Why farmers should know all about Proprietary Estoppel

two people shaking hands in a field

Proprietary estoppel  (pronounced “Es-TOP-l”) is, in simple terms, where a person has been promised an interest in a property (such as a farm business) and has acted to their detriment in reliance on that promise. This may have resulted in the person incurring costs, working for no money or making sacrifices (e.g. not taken up a job offer elsewhere) that they would not have done if they had not relied on the promise.

Many of the cases in law involve farmers and the passing on of farming businesses, either on retirement or by inheritance.

As an example, a case in 2018 (Habberfield v Habberfield 2018), involved a farm belonging to Frank Habberfield and his wife Jane.
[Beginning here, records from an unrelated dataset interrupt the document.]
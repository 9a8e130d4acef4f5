//! Dictionary generation settings.

use std::path::PathBuf;

use crate::dict::LengthGuard;
use crate::dict::charset;

pub const DEFAULT_DICT_FILE: &str = "dict.txt";
pub const DEFAULT_INFO_FILE: &str = "info.txt";
pub const DEFAULT_PASSWORD_LENGTH: i64 = 4;

#[derive(Debug, Clone, PartialEq, Eq)]
pub struct Settings {
    pub dict_file: PathBuf,
    pub info_file: PathBuf,
    /// Requested minimum length, validated against the info list at run time.
    pub password_length: i64,
    pub special_chars: Vec<char>,
    pub length_guard: LengthGuard,
    pub sorted: bool,
    pub quiet: bool,
}

impl Default for Settings {
    fn default() -> Self {
        Self {
            dict_file: PathBuf::from(DEFAULT_DICT_FILE),
            info_file: PathBuf::from(DEFAULT_INFO_FILE),
            password_length: DEFAULT_PASSWORD_LENGTH,
            special_chars: charset::special_chars(),
            length_guard: LengthGuard::Heuristic,
            sorted: false,
            quiet: false,
        }
    }
}
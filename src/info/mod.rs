//! Info source reading.
//!
//! The info file holds one `key:value` fact per line, e.g. `name:ann` or
//! `birthyear:1990`. Only values are used; keys are free-form labels.

use std::fs;
use std::path::Path;

use zeroize::Zeroize;

use crate::error::ReadError;

/// A line that could not be turned into a token.
#[derive(Debug, Clone, PartialEq, Eq)]
pub struct SkippedLine {
    /// 1-based line number.
    pub number: usize,
    pub content: String,
}

/// Tokens read from an info source plus the lines that were skipped.
#[derive(Debug, Default)]
pub struct InfoList {
    tokens: Vec<String>,
    skipped: Vec<SkippedLine>,
}

impl InfoList {
    /// Parse info text. Lines that are not exactly one `key:value` pair,
    /// blank ones included, or whose value is empty, are skipped.
    pub fn parse(text: &str) -> Self {
        let mut list = InfoList::default();

        for (i, line) in text.lines().enumerate() {
            let line = line.trim();
            match parse_line(line) {
                Some(token) => list.tokens.push(token.to_owned()),
                None => list.skipped.push(SkippedLine {
                    number: i + 1,
                    content: line.to_owned(),
                }),
            }
        }

        list
    }

    pub fn tokens(&self) -> &[String] {
        &self.tokens
    }

    pub fn skipped(&self) -> &[SkippedLine] {
        &self.skipped
    }

    pub fn is_empty(&self) -> bool {
        self.tokens.is_empty()
    }

    pub fn len(&self) -> usize {
        self.tokens.len()
    }
}

impl Drop for InfoList {
    fn drop(&mut self) {
        self.tokens.zeroize();
        for line in &mut self.skipped {
            line.content.zeroize();
        }
    }
}

fn parse_line(line: &str) -> Option<&str> {
    let (_key, value) = line.split_once(':')?;
    if value.contains(':') {
        return None;
    }
    let value = value.trim();
    (!value.is_empty()).then_some(value)
}

/// Read and parse the info file at `path`.
pub fn read(path: &Path) -> Result<InfoList, ReadError> {
    let mut text =
        fs::read_to_string(path).map_err(|e| ReadError::from_io(path.to_path_buf(), e))?;
    let list = InfoList::parse(&text);
    text.zeroize();
    Ok(list)
}
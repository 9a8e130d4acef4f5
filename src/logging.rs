//! Log output: leveled, timestamped, colored when stderr is a terminal.

use std::io::stderr;

use crossterm::tty::IsTty;
use tracing_subscriber::{
    EnvFilter,
    filter::ParseError,
    fmt::{layer, time::ChronoLocal},
    layer::SubscriberExt,
    registry,
    util::{SubscriberInitExt, TryInitError},
};

const TIME_FORMAT: &str = "%Y-%m-%d %H:%M:%S";

#[derive(Debug, thiserror::Error)]
pub enum LoggingError {
    #[error("invalid log filter: {0}")]
    Filter(
        #[from]
        #[source]
        ParseError,
    ),
    #[error("failed to install subscriber: {0}")]
    Init(
        #[from]
        #[source]
        TryInitError,
    ),
}

/// Default filter directive for the given quiet setting.
pub fn default_filter(quiet: bool) -> &'static str {
    if quiet { "warn" } else { "info" }
}

pub fn init(filter: &str) -> Result<(), LoggingError> {
    let filter = EnvFilter::builder().parse(filter)?;
    let fmt = layer()
        .with_writer(stderr)
        .with_ansi(stderr().is_tty())
        .with_target(false)
        .with_timer(ChronoLocal::new(TIME_FORMAT.to_owned()));
    registry().with(filter).with(fmt).try_init()?;
    Ok(())
}
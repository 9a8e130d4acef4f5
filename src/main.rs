use std::process::ExitCode;

use clap::Parser;

use socdict::{cli, exits};

fn main() -> ExitCode {
    exits::install_handlers();

    let args = cli::Args::parse();
    ExitCode::from(cli::run(&args))
}
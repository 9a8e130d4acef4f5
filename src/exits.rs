//! Exit handling: signal handlers, partial output cleanup, core dump suppression.

use std::path::{Path, PathBuf};
use std::sync::Mutex;

/// Dictionary file currently being written, removed if the process is killed.
static IN_PROGRESS: Mutex<Option<PathBuf>> = Mutex::new(None);

/// Cleanup function registered with atexit - runs on any exit
extern "C" fn cleanup_on_exit() {
    // try_lock: a signal may land while the writer holds the lock
    if let Ok(mut slot) = IN_PROGRESS.try_lock()
        && let Some(path) = slot.take()
    {
        let _ = std::fs::remove_file(path);
    }
    // Only print escape codes if stderr is a TTY (log colors go there)
    unsafe {
        if libc::isatty(2) == 1 {
            libc::write(2, b"\x1b[0m".as_ptr() as *const libc::c_void, 4);
        }
    }
}

/// Signal handler for SIGINT/SIGTERM/SIGHUP - exit, atexit handles cleanup
extern "C" fn signal_handler(_: libc::c_int) {
    unsafe { libc::exit(130) }
}

/// Install signal handlers, register atexit cleanup and keep the
/// process out of core dumps (candidates hold personal data).
/// Call this early in main().
pub fn install_handlers() {
    unsafe {
        libc::prctl(libc::PR_SET_DUMPABLE, 0);
        libc::atexit(cleanup_on_exit);
        for sig in [libc::SIGINT, libc::SIGTERM, libc::SIGHUP] {
            libc::signal(sig, signal_handler as *const () as libc::sighandler_t);
        }
    }
}

/// Marks `path` as partially written until [`OutputGuard::finish`] is called.
///
/// Dropping an unfinished guard removes the file.
pub struct OutputGuard {
    path: PathBuf,
    finished: bool,
}

impl OutputGuard {
    pub fn track(path: &Path) -> Self {
        if let Ok(mut slot) = IN_PROGRESS.lock() {
            *slot = Some(path.to_path_buf());
        }
        Self {
            path: path.to_path_buf(),
            finished: false,
        }
    }

    pub fn finish(mut self) {
        self.finished = true;
    }
}

impl Drop for OutputGuard {
    fn drop(&mut self) {
        if let Ok(mut slot) = IN_PROGRESS.lock()
            && slot.as_deref() == Some(self.path.as_path())
        {
            *slot = None;
        }
        if !self.finished {
            let _ = std::fs::remove_file(&self.path);
        }
    }
}

#[cfg(test)]
mod tests {
    use super::*;

    #[test]
    fn unfinished_guard_removes_file() {
        let dir = tempfile::tempdir().expect("tempdir");
        let path = dir.path().join("dict.txt");
        std::fs::write(&path, "partial\n").expect("write");

        drop(OutputGuard::track(&path));
        assert!(!path.exists());
    }

    #[test]
    fn finished_guard_keeps_file() {
        let dir = tempfile::tempdir().expect("tempdir");
        let path = dir.path().join("dict.txt");
        std::fs::write(&path, "done\n").expect("write");

        OutputGuard::track(&path).finish();
        assert!(path.exists());
    }
}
The brief details of the case are:

  • Frank and Jane Habberfield operated the farm as a partnership, and when Frank died the farm passed by survivorship to his wife.
  • The couple had 4 children, the youngest of whom Lucy had worked on the farm since childhood and her partner Stuart had also worked on the farm for a number of years. Lucy claimed that her late father had assured her that she would take over the farm when he retired.
  • Jane Habberfield opposed the case on the grounds that she nor Frank had ever made any promises to Lucy.
  • Evidence was produced from a surveyor’s letter recording a proposal to include Lucy in the partnership.

It was ruled that Lucy had proved her claim to a significant part of the farm – around 45% valued at around £1.2M. If Lucy had not had sufficient evidence to argue her claim, she would have been left in a very different situation.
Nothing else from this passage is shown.